- **Required work**: Please quote exactly the lines below from the line containing "use std::sync::Arc;" to the line containing "#[instrument(skip_all)]", both lines included, and nothing else.

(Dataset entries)
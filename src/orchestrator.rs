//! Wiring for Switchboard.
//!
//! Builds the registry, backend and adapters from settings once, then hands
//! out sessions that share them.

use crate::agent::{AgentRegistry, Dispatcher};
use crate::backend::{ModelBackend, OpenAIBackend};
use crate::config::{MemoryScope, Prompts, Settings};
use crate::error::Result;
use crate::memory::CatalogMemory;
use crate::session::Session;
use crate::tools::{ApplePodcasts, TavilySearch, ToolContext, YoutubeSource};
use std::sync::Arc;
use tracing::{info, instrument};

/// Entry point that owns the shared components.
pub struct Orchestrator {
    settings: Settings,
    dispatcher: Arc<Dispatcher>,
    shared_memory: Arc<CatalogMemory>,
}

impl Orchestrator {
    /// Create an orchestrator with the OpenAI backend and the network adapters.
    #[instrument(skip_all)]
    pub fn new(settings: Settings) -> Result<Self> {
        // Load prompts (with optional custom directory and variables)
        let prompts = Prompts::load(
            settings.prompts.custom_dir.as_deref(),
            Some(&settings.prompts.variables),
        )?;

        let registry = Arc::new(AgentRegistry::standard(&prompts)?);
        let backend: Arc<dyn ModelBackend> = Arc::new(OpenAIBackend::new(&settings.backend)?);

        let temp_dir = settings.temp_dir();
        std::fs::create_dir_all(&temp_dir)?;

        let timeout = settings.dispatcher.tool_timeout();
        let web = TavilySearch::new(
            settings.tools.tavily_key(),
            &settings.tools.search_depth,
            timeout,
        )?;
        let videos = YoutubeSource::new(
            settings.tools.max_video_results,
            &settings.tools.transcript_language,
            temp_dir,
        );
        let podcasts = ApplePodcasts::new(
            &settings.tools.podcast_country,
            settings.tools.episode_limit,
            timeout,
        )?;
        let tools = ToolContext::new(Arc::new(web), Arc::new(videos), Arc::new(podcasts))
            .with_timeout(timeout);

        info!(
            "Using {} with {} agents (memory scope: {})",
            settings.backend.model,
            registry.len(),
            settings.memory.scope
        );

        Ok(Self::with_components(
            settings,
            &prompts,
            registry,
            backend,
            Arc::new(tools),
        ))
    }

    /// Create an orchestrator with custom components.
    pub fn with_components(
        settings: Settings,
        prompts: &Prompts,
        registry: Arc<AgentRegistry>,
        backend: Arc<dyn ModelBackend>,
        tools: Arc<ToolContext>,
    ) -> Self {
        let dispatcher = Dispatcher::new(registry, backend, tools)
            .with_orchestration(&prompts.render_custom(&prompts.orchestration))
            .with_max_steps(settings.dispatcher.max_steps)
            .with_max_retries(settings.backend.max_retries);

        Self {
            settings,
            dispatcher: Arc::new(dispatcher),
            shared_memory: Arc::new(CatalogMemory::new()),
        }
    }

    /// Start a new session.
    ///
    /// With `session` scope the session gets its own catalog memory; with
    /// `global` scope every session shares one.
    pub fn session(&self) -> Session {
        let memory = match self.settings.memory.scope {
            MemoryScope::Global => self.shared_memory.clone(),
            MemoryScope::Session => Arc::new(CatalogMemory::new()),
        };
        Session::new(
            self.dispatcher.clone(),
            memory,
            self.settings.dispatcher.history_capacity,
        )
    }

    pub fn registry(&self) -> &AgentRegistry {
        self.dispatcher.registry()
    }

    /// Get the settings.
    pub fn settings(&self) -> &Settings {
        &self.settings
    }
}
==
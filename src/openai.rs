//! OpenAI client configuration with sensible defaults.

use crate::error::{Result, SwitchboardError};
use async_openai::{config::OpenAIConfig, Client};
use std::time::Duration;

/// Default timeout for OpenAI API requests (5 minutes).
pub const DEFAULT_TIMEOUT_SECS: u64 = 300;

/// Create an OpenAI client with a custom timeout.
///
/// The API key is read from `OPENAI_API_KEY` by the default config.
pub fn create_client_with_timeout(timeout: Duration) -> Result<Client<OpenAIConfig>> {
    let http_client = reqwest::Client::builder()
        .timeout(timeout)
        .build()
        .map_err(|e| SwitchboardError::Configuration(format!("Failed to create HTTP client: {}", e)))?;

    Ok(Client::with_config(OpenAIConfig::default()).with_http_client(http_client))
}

- **Task output**:
use std::sync::Arc;
use tracing::{info, instrument};

/// Entry point that owns the shared components.
pub struct Orchestrator {
    settings: Settings,
    dispatcher: Arc<Dispatcher>,
    shared_memory: Arc<CatalogMemory>,
}

impl Orchestrator {
    /// Create an orchestrator with the OpenAI backend and the network adapters.
    #[instrument(skip_all)]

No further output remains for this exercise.